10. Juli 2012

Ausbildung im Handwerk: Bilanz zum Stichtag

Handwerksbetriebe schließen Ausbildungsverträge immer früher ab. Die Bilanz zum Stichtag 30. Juni 2012 zeigt, dass 61.351 Ausbildungsverträge in die Handwerksrolle eingetragen wurden – das sind bundesweit 6 Prozent mehr als im Vorjahreszeitraum. Die Betriebe haben damit bereits rund 35 Prozent der für dieses Jahr erwarteten Gesamtzahl von Verträgen abgeschlossen – in den Jahren zuvor waren es zu diesem Zeitpunkt im Schnitt erst 28 Prozent des Endergebnisses.

„Alle Jugendlichen haben aber weiterhin die Chance auf einen Ausbildungsplatz in ihrem Wunschberuf im Handwerk“, erklärt Handwerkspräsident Otto Kentzler. Denn auch die Zahl der freien Ausbildungsplätze steigt. Aktuell werden allein in den Online-Börsen der Handwerkskammern 25.000 Lehrstellen angeboten.

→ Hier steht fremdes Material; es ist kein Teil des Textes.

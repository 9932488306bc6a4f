//! Bizdesk Core Library
//!
//! This crate provides the upload domain models, the category table, error types
//! and configuration shared by the storage, processing and API crates.

pub mod categories;
pub mod config;
pub mod constants;
pub mod error;
pub mod models;

// Re-export commonly used types
pub use categories::{CategorySpec, CategoryTable};
pub use config::{BaseConfig, Config, UploadLimits, UploadServiceConfig};
pub use error::{AppError, ErrorMetadata, LogLevel};
pub use models::{
    BatchUploadData, MimeRule, StoredFile, UploadCategory, UploadResult, UploadedFileResponse,
    ValidationRule,
};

Handwerkspräsident Otto Kentzler: „Die Handwerksbetriebe kämpfen um jeden Lehrling. Hier einige Beispiele: Die Kammern setzen vermehrt Spezialisten für das „Matching“ zwischen Betrieb und Auszubildenden ein; Coaches betreuen Betriebe und Auszubildende, um Abbrüchen vorzubeugen; Ausbildungsberater mit ausländischen Wurzeln betreuen ebensolche Ausbildungsbewerber. Dazu werben wir intensiv um Abiturienten, sprechen auch gezielt Studienabbrecher an und machen die Karrieremöglichkeiten im Handwerk transparent.“

In Westdeutschland ist angesichts des frühen Ferienbeginns in bevölkerungsstarken Bundesländern die Zahl der bereits abgeschlossenen Verträge zum 30. Juni um 6,8 Prozent gegenüber dem Vorjahreszeitraum gestiegen, in Ostdeutschland ist sie mit einem Plus von 0,1 Prozent auf dem Niveau des Vorjahres geblieben.

Neue Wege zeigen Wirkung

Die Informationsaktionen werden immer intensiver. Beispiele: Köln berichtet von einer mehrsprachigen Ausbildungsplatzbörse mit 700 Besuchern; die Handwerkskammer Hamburg moderierte ein „Azubi-Speed-Dating“ von 20 Betrieben mit 200 Bewerbern; die Handwerkskammer Erfurt wirbt im Rahmen der Landesaktion „Thüringen braucht dich“ um ältere Jugendliche ohne Berufsabschluss – erfolgreich, denn 180 Personen wollen eine betriebliche Ausbildung nachholen. „Vor allem aber steigt die Zahl der Projekte Schule-Handwerk und der Informationsaktionen im schulischen Bereich. Den Jugendlichen fehlt es an Berufsorientierung, die können unsere handwerklichen Organisationen im Verbund mit den Lehrern liefern“, bekräftigt Kentzler.